[INTERVIEW] Charlotte Colbert – « Il m’a dit qu’il l’avait vu 7 fois et qu’il avait trouvé ça très hypnotisant ! »

A l’occasion de la sortie de She Will, nous avons eu l’opportunité de nous entretenir avec Charlotte Colbert, lors d’une table ronde avec un confrére.

En marge de la sortie au cinéma le mercredi 30 novembre de son premier long-métrage, She Will, la réalisatrice Franco-Britannique Charlotte Colbert était présente à Paris pour répondre à nos questions, en compagnie d’un confrère.

Alexis : À quel moment du processus de création est venue la thématique de la sorcière ?

Charlotte Colbert : « Je crois que c’était toujours dans l’histoire, et toujours lié à la Terre, et à cette idée que les cendres des personnes exécutées étaient en train d’attendre leur moment pour ressurgir. »

Vincent Pelisse : Le décor a une grande place dans l’atmosphère visuelle du film. Est-ce qu’il était prévu dès le départ de tourner en Écosse ou ce choix s’est-il imposé dans les repérages ?

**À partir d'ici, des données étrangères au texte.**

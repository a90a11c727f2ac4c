//! Session state for view tracking.
//!
//! A [`Session`] owns everything the tracker needs between two timer ticks:
//! the options, both view collections, the dwell detector, the navigation
//! cursors and the activation flag. The host keeps one session per scene and
//! drives it from its main thread, so no locking is involved.

use serde::{Deserialize, Serialize};

use crate::cursor::{Direction, NavigationCursor};
use crate::detector::{DwellDetector, Observation};
use crate::error::{Collection, Result, ReviewError};
use crate::history::RecentHistory;
use crate::host::{Scheduler, TickOutcome, ViewportHost};
use crate::options::Options;
use crate::sample::ViewSample;
use crate::saved::{SaveOutcome, SavedViewSet, ViewId};

/// Where navigation landed, for status display.
#[derive(Debug, Clone, Copy, PartialEq, Eq)]
pub struct ViewPosition {
    /// Index in most-recent-first order.
    pub index: usize,
    /// Number of entries in the collection.
    pub count: usize,
}

impl ViewPosition {
    /// 1-based position.
    #[must_use]
    pub fn ordinal(&self) -> usize {
        self.index + 1
    }
}

impl std::fmt::Display for ViewPosition {
    fn fmt(&self, f: &mut std::fmt::Formatter<'_>) -> std::fmt::Result {
        write!(f, "{}/{}", self.ordinal(), self.count)
    }
}

/// Serializable shape of a session.
#[derive(Debug, Clone, Default, PartialEq, Serialize, Deserialize)]
#[serde(default)]
pub struct SessionSnapshot {
    /// Settings.
    pub options: Options,
    /// Recent history entries, oldest first.
    pub recent: RecentHistory,
    /// Saved views, in creation order.
    pub saved: SavedViewSet,
}

/// Per-scene tracking state.
#[derive(Debug, Clone)]
pub struct Session {
    options: Options,
    history: RecentHistory,
    saved: SavedViewSet,
    detector: DwellDetector,
    recent_cursor: NavigationCursor,
    saved_cursor: NavigationCursor,
    active: bool,
}

impl Default for Session {
    fn default() -> Self {
        Self::new(Options::default())
    }
}

impl Session {
    /// Creates an inactive session with empty collections.
    pub fn new(options: Options) -> Self {
        let options = options.clamped();
        Self {
            history: RecentHistory::new(options.save_count),
            options,
            saved: SavedViewSet::new(),
            detector: DwellDetector::new(),
            recent_cursor: NavigationCursor::new(Collection::Recent),
            saved_cursor: NavigationCursor::new(Collection::Saved),
            active: false,
        }
    }

    /// Returns the current options.
    pub fn options(&self) -> &Options {
        &self.options
    }

    /// Replaces the options. A smaller `save_count` evicts old history
    /// entries immediately.
    pub fn set_options(&mut self, options: Options) {
        self.options = options.clamped();
        let evicted = self.history.set_capacity(self.options.save_count);
        if evicted > 0 {
            log::debug!("capacity change evicted {evicted} recent view(s)");
        }
        self.recent_cursor.clamp(self.history.len());
    }

    /// The recent history.
    pub fn history(&self) -> &RecentHistory {
        &self.history
    }

    /// The saved views.
    pub fn saved(&self) -> &SavedViewSet {
        &self.saved
    }

    /// Mutable access to the saved views, for renaming and selection.
    pub fn saved_mut(&mut self) -> &mut SavedViewSet {
        &mut self.saved
    }

    /// The dwell detector.
    pub fn detector(&self) -> &DwellDetector {
        &self.detector
    }

    /// The cursor over the recent history.
    pub fn recent_cursor(&self) -> &NavigationCursor {
        &self.recent_cursor
    }

    /// The cursor over the saved views.
    pub fn saved_cursor(&self) -> &NavigationCursor {
        &self.saved_cursor
    }

    // ========================================================================
    // Activation
    // ========================================================================

    /// Returns whether automatic tracking is on.
    #[must_use]
    pub fn is_active(&self) -> bool {
        self.active
    }

    /// Turns tracking on and registers the timer.
    ///
    /// Returns false if tracking was already on. If a timer from an earlier
    /// activation is still registered it is reused instead of registering a
    /// second one.
    pub fn activate(&mut self, scheduler: &mut impl Scheduler) -> bool {
        if self.active {
            return false;
        }
        self.active = true;
        if scheduler.is_registered() {
            log::debug!("timer still registered, reusing it");
        } else {
            scheduler.register(self.options.interval());
        }
        log::info!(
            "view tracking activated (every {}s)",
            self.options.update_delay
        );
        true
    }

    /// Turns tracking off. The timer stops at its next tick.
    ///
    /// Returns false if tracking was already off.
    pub fn deactivate(&mut self) -> bool {
        if !self.active {
            return false;
        }
        self.active = false;
        self.detector.reset();
        log::info!("view tracking deactivated");
        true
    }

    /// Flips tracking on or off and returns the new state.
    pub fn toggle(&mut self, scheduler: &mut impl Scheduler) -> bool {
        if self.active {
            self.deactivate();
        } else {
            self.activate(scheduler);
        }
        self.active
    }

    /// Forces tracking off and deregisters the timer.
    pub fn teardown(&mut self, scheduler: &mut impl Scheduler) {
        self.active = false;
        self.detector.reset();
        self.recent_cursor.reset();
        self.saved_cursor.reset();
        scheduler.unregister();
        log::debug!("session torn down");
    }

    // ========================================================================
    // Sampling
    // ========================================================================

    /// Timer callback: samples the viewport and updates the history.
    ///
    /// A missing viewport skips the tick but keeps the timer alive. A tick
    /// that fires after deactivation skips sampling and stops the timer.
    pub fn tick(&mut self, host: &impl ViewportHost) -> TickOutcome {
        if !self.active {
            return TickOutcome::Stop;
        }

        match host.read_view() {
            Some(current) => {
                let observation = self.detector.observe(current, &mut self.history);
                match observation {
                    Observation::Committed { index, evicted } => {
                        log::info!("recorded view {} (evicted {evicted})", index + 1);
                    }
                    Observation::Repeated { index, count } => {
                        log::debug!("view {} seen again ({count}x)", index + 1);
                    }
                    Observation::Primed | Observation::Moved => {
                        log::trace!("tick: {observation:?}");
                    }
                }
                self.recent_cursor.clamp(self.history.len());
            }
            None => {
                log::warn!("{}, skipping tick", ReviewError::NoViewportAvailable);
            }
        }

        TickOutcome::Reschedule(self.options.interval())
    }

    // ========================================================================
    // Recent history
    // ========================================================================

    /// Steps through the recent history and applies the reached view.
    pub fn navigate_recent(
        &mut self,
        direction: Direction,
        host: &mut impl ViewportHost,
    ) -> Result<ViewPosition> {
        let count = self.history.len();
        let before = self.recent_cursor;
        let index = self.recent_cursor.step(direction, count)?;
        let view = self
            .history
            .get_recent(index)
            .map(|entry| entry.sample)
            .ok_or(ReviewError::EmptyCollection(Collection::Recent))?;
        if !host.write_view(&view) {
            self.recent_cursor = before;
            return Err(ReviewError::NoViewportAvailable);
        }
        Ok(ViewPosition { index, count })
    }

    /// Empties the recent history and resets its cursor.
    pub fn clear_recent(&mut self) {
        self.history.clear();
        self.recent_cursor.reset();
        log::info!("recent views cleared");
    }

    // ========================================================================
    // Saved views
    // ========================================================================

    /// Saves the current view: overwrites the selected saved views, or
    /// creates a new one if nothing is selected.
    pub fn save_view(&mut self, host: &impl ViewportHost) -> Result<SaveOutcome> {
        let current = host.read_view().ok_or(ReviewError::NoViewportAvailable)?;
        let outcome = self.saved.save_or_overwrite(current)?;
        if let SaveOutcome::Created(_) = outcome {
            self.saved_cursor.reset();
        }
        Ok(outcome)
    }

    /// Applies the saved view with the given id.
    pub fn restore_saved(
        &mut self,
        id: ViewId,
        host: &mut impl ViewportHost,
    ) -> Result<ViewSample> {
        if self.saved.is_empty() {
            return Err(ReviewError::EmptyCollection(Collection::Saved));
        }
        let view = self.saved.restore(id).map_err(|err| {
            log::warn!("saved view {id} no longer exists");
            err
        })?;
        if !host.write_view(&view) {
            return Err(ReviewError::NoViewportAvailable);
        }
        if let Some(index) = self.saved.iter_recent().position(|entry| entry.id() == id) {
            self.saved_cursor.jump_to(index, self.saved.len())?;
        }
        Ok(view)
    }

    /// Steps through the saved views and applies the reached view.
    pub fn navigate_saved(
        &mut self,
        direction: Direction,
        host: &mut impl ViewportHost,
    ) -> Result<ViewPosition> {
        let count = self.saved.len();
        let before = self.saved_cursor;
        let index = self.saved_cursor.step(direction, count)?;
        let view = self
            .saved
            .get_recent(index)
            .map(|entry| entry.sample)
            .ok_or(ReviewError::EmptyCollection(Collection::Saved))?;
        if !host.write_view(&view) {
            self.saved_cursor = before;
            return Err(ReviewError::NoViewportAvailable);
        }
        Ok(ViewPosition { index, count })
    }

    /// Deletes every selected saved view.
    pub fn delete_selected(&mut self) -> Result<usize> {
        let deleted = self.saved.delete_selected()?;
        self.saved_cursor.clamp(self.saved.len());
        log::info!("deleted {deleted} saved view(s)");
        Ok(deleted)
    }

    /// Empties the saved views and resets their cursor.
    pub fn clear_saved(&mut self) {
        self.saved.clear();
        self.saved_cursor.reset();
        log::info!("saved views cleared");
    }

    // ========================================================================
    // Snapshots
    // ========================================================================

    /// Captures the collections and options.
    pub fn snapshot(&self) -> SessionSnapshot {
        SessionSnapshot {
            options: self.options.clone(),
            recent: self.history.clone(),
            saved: self.saved.clone(),
        }
    }

    /// Rebuilds an inactive session from a snapshot.
    ///
    /// Fails with [`ReviewError::DuplicateIdentifier`] if two saved views
    /// share an id.
    pub fn from_snapshot(snapshot: SessionSnapshot) -> Result<Self> {
        snapshot.saved.validate()?;
        let mut session = Self::new(snapshot.options);
        session.history = snapshot.recent;
        session.saved = snapshot.saved;
        session.saved.clear_selection();
        session.history.set_capacity(session.options.save_count);
        Ok(session)
    }

    /// Serializes the snapshot to JSON.
    pub fn to_json(&self) -> Result<String> {
        Ok(serde_json::to_string_pretty(&self.snapshot())?)
    }

    /// Rebuilds an inactive session from JSON written by [`Session::to_json`].
    pub fn from_json(json: &str) -> Result<Self> {
        let snapshot: SessionSnapshot = serde_json::from_str(json)?;
        Self::from_snapshot(snapshot)
    }
}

C.Colbert : « En fait l’histoire devait toujours se passer en Écosse, et quand les Écossais nous ont soutenu c’est vraiment devenu une évidence. Après il fallait trouver les endroits les plus intéressants où filmer. L’idée c’était que les moments avec Alice dans la retraite  soient les plus organiques possibles, et les moments de son passé ou avec Malcolm soient le plus urbain possible, avec une architecture plus complexe. Trouver la cabane dans les bois a été très difficile, et celle-ci était en fait très proche de l’endroit où la dernière femme condamnée pour sorcellerie se trouvait. Les producteurs au début étaient contres tourner là-bas puisqu’elle n’était accessible qu’en quad, qu’il n’y avait ni électricité ni sanitaire, ce qui était difficile vu qu’on avait pas une grosse équipe ou une grosse logistique. Mais en réalité c’était presque la partie la plus chouette du tournage, en pleine nature, à la belle étoile, c’était tellement beau ! Puis ce territoire Écossais qui est un peu le monde des mythes, on avait l’impression qu’un lutin pouvait sortir de la forêt à tout moment (rires), et le fait qu’il y ait eu ces massacres vraiment à cet endroit c’était dingue. »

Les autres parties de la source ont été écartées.